Using the word "that" as the filter, copy each matching line from the records.

(Dataset entries)
◆ ◆ ◆ ◆ ◆

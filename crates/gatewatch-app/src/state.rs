//! Observable controller state types.
//!
//! These are the pieces of controller state that drivers, tests, and
//! invariant checks are allowed to read. Only the [`crate::Controller`]
//! mutates them.

use std::fmt;

/// Connection state.
#[derive(Debug, Clone, Copy, PartialEq, Eq)]
pub enum ConnectionState {
    /// Not connected. Either never connected yet or waiting for the gateway
    /// to come back.
    Reconnecting,
    /// Gateway connected.
    Connected,
}

/// Screen most recently requested of the UI surface.
#[derive(Debug, Clone, Copy, PartialEq, Eq)]
pub enum Screen {
    /// Busy/"Connecting" screen.
    Loading,
    /// Main chat page.
    Chat,
    /// Re-authentication prompt. Terminal for a controller instance.
    LoginPrompt,
}

/// Identifier of a scheduled reconnect timer.
///
/// Allocated from a per-controller counter that never repeats, so a timer
/// that fires after being replaced or cancelled can be recognized as stale.
#[derive(Debug, Clone, Copy, PartialEq, Eq, Hash, PartialOrd, Ord)]
pub struct TimerId(pub u64);

impl fmt::Display for TimerId {
    fn fmt(&self, f: &mut fmt::Formatter<'_>) -> fmt::Result {
        write!(f, "timer-{}", self.0)
    }
}
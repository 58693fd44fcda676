//! Production Environment implementation using system time.
//!
//! `SystemEnv` uses real monotonic time and tokio timers, so reconnect delays
//! are actual wall-clock delays.

use std::time::Duration;

use gatewatch_core::Environment;

/// Production environment using system time and tokio timers.
///
/// Requires a tokio runtime with the time driver enabled when timers are
/// awaited.
#[derive(Debug, Clone, Copy, Default)]
pub struct SystemEnv;

impl SystemEnv {
    /// Create a new system environment.
    #[must_use]
    pub fn new() -> Self {
        Self
    }
}

impl Environment for SystemEnv {
    type Instant = std::time::Instant;
    type Sleep = tokio::time::Sleep;

    #[allow(clippy::disallowed_methods)]
    fn now(&self) -> Self::Instant {
        std::time::Instant::now()
    }

    fn sleep(&self, duration: Duration) -> Self::Sleep {
        tokio::time::sleep(duration)
    }
}

#[cfg(test)]
mod tests {
    use super::*;

    #[test]
    #[allow(clippy::disallowed_methods)]
    fn system_env_time_advances() {
        let env = SystemEnv::new();

        let t1 = env.now();
        std::thread::sleep(Duration::from_millis(10));
        let t2 = env.now();

        assert!(t2 > t1, "Time should advance");
    }

    #[tokio::test]
    async fn system_env_sleep_works() {
        let env = SystemEnv::new();

        let start = env.now();
        env.sleep(Duration::from_millis(50)).await;
        let elapsed = env.now() - start;

        assert!(elapsed >= Duration::from_millis(50), "Sleep should wait at least 50ms");
    }
}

◆ ◆ ◆ ◆ ◆

→ RESPONSE BELOW:
//! These are the pieces of controller state that drivers, tests, and
/// Allocated from a per-controller counter that never repeats, so a timer
/// that fires after being replaced or cancelled can be recognized as stale.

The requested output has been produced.